The volume of non-cash payments will grow by 12% a year for the next three years as the twin effects of the Covid-19 pandemic and economic recession hit, according to consultancy firm Capgemini.
The pandemic has forced governments to take measures to reduce face-to-face contact, leading to a significant rise in non-cash transactions such as online payments and contactless debt and credit card purchases.
However, Capgemini’s World Payments Report 2020 found that non-cash payments were already on the rise before the pandemic. Globally, such payments rose by 14% in 2018-19 to hit 708.5 billion transactions.
Half of consumers surveyed by Capgemini said they were using a challenger bank for at least some payments, while more than a third (38%) said they had discovered a new payment provider during lockdown.
Internet banking and direct account transfers are consumers’ preferred payment method, the research showed, selected by 68% of respondents. This was followed closely by contactless cards (64%) and digital wallets (48%).

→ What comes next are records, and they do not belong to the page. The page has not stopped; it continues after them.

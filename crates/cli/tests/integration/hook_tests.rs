//! Hook script behavior through the full binary.

#![cfg(unix)]

use std::path::Path;

use predicates::prelude::*;

use super::common::TestEnv;

/// Write a Lua hook script into a directory.
fn write_hook(dir: &Path, name: &str, body: &str) {
  std::fs::create_dir_all(dir).unwrap();
  std::fs::write(dir.join(name), body).unwrap();
}

/// Lua snippet appending a line to the shared log.
fn lua_append(env: &TestEnv, line: &str) -> String {
  format!(
    "local f = assert(io.open({:?}, 'a')); f:write('{line}\\n'); f:close()",
    env.log_path().to_str().unwrap()
  )
}

#[test]
fn before_hooks_run_in_order_before_the_build() {
  let env = TestEnv::new();
  env.stub_build_success();
  env.stub_rehash();

  let hooks = env.root_path().join("hooks");
  write_hook(
    &hooks,
    "order.lua",
    &format!(
      "verso.register_before(function(ctx) {} end)\nverso.register_before(function(ctx) {} end)",
      lua_append(&env, "before-1"),
      lua_append(&env, "before-2"),
    ),
  );

  env.verso_cmd().arg("3.2.2").assert().success();

  let log = env.read_log();
  let b1 = log.find("before-1").expect("first before hook ran");
  let b2 = log.find("before-2").expect("second before hook ran");
  let build = log.find("verso-build").expect("build ran");
  assert!(b1 < b2 && b2 < build, "phase order violated: {log}");
}

#[test]
fn after_hooks_run_even_when_the_build_fails() {
  let env = TestEnv::new();
  env.stub_build_failure();

  let hooks = env.root_path().join("hooks");
  write_hook(
    &hooks,
    "after.lua",
    &format!("verso.register_after(function(ctx) {} end)", lua_append(&env, "after-hook")),
  );

  env.verso_cmd().arg("3.2.2").assert().failure().code(1);

  let log = env.read_log();
  let build = log.find("verso-build").expect("build ran");
  let after = log.find("after-hook").expect("after hook ran despite failure");
  assert!(build < after);
  assert_eq!(log.matches("after-hook").count(), 1);
}

#[test]
fn version_name_override_moves_the_prefix() {
  let env = TestEnv::new();
  env.stub_build_success();
  env.stub_rehash();

  let hooks = env.root_path().join("hooks");
  write_hook(&hooks, "rename.lua", "verso.set_version_name(verso.definition .. '-custom')");

  env
    .verso_cmd()
    .arg("3.2.2")
    .assert()
    .success()
    .stdout(predicate::str::contains("3.2.2-custom"));

  assert!(env.prefix("3.2.2-custom").join("bin").exists());
  assert!(!env.prefix("3.2.2").exists());
}

#[test]
fn hook_path_directories_are_searched_in_list_order() {
  let env = TestEnv::new();
  env.stub_build_success();
  env.stub_rehash();

  let dir_a = env.temp.path().join("hooks-a");
  let dir_b = env.temp.path().join("hooks-b");
  // File names alone would order b's script first.
  write_hook(&dir_a, "zz.lua", &lua_append(&env, "from-a"));
  write_hook(&dir_b, "aa.lua", &lua_append(&env, "from-b"));

  let hook_path = std::env::join_paths([&dir_a, &dir_b]).unwrap();
  env
    .verso_cmd()
    .env("VERSO_HOOK_PATH", hook_path)
    .arg("3.2.2")
    .assert()
    .success();

  let log = env.read_log();
  let a = log.find("from-a").expect("hook from first directory ran");
  let b = log.find("from-b").expect("hook from second directory ran");
  assert!(a < b, "hook directory order violated: {log}");
}

#[test]
fn callbacks_share_one_mutable_context() {
  let env = TestEnv::new();
  env.stub_build_success();
  env.stub_rehash();

  let hooks = env.root_path().join("hooks");
  write_hook(
    &hooks,
    "shared.lua",
    &format!(
      r#"verso.register_before(function(ctx) ctx.note = 'seen' end)
verso.register_after(function(ctx)
  local f = assert(io.open({:?}, 'a'))
  f:write('note=' .. tostring(ctx.note) .. '\n')
  f:close()
end)"#,
      env.log_path().to_str().unwrap()
    ),
  );

  env.verso_cmd().arg("3.2.2").assert().success();
  assert!(env.read_log().contains("note=seen"));
}

#[test]
fn broken_hook_script_aborts_before_the_build() {
  let env = TestEnv::new();
  env.stub_build_success();

  let hooks = env.root_path().join("hooks");
  write_hook(&hooks, "broken.lua", "this is not lua (");

  env
    .verso_cmd()
    .arg("3.2.2")
    .assert()
    .failure()
    .code(1)
    .stderr(predicate::str::contains("broken.lua"));

  assert!(!env.read_log().contains("verso-build"));
}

“COVID-19 has accelerated the rate of innovation within the payments space to quickly form the ‘next normal,’ requiring payments firms to be digital masters almost overnight,” said Anirban Bose, CEO of Capgemini Financial Services. “Now more than ever, payments providers need to deliver differentiated offerings that emphasize speed, convenience, and a superb end-to-end customer experience.
“Currently, we are seeing visionary banks and payments firms diligently prioritizing technology transformation and actively adopting a ‘curate and collaborate’ approach by teaming with agile new players to create more nimble organizations.”
The research also found that digital wallet users were expected to jump from 2.3 billion in 2019 to 4 billion by 2024 – approximately half of the world’s population. ‘Invisible’, or automated, payments, used by services such as Amazon Go and Uber, were on course to grow by more than 50% a year between 2017 and 2022.
A separate study from Research And Markets, released in June, forecast that the global mobile payments market would grow to $12.4 trillion by 2025 – up from $3.7 trillion in 2019.
The increasing use of smartphones and government moves towards cashless economies were boosting this trend, the research showed, but variations in the quality of national banking and digital infrastructure would likely prove to be a headwind to growth.
A report from Allied Market Research, also published in June, forecast that the global mobile wallet market would hit $7.6 trillion by 2027, having stood at just over $1 trillion in 2019. This equated to a compound annual growth rate of 28.2% between 2020 to 2027, driven mainly by a soaring number of mobile subscribers worldwide and increased adoption of the mobile wallet as a digital payment business model.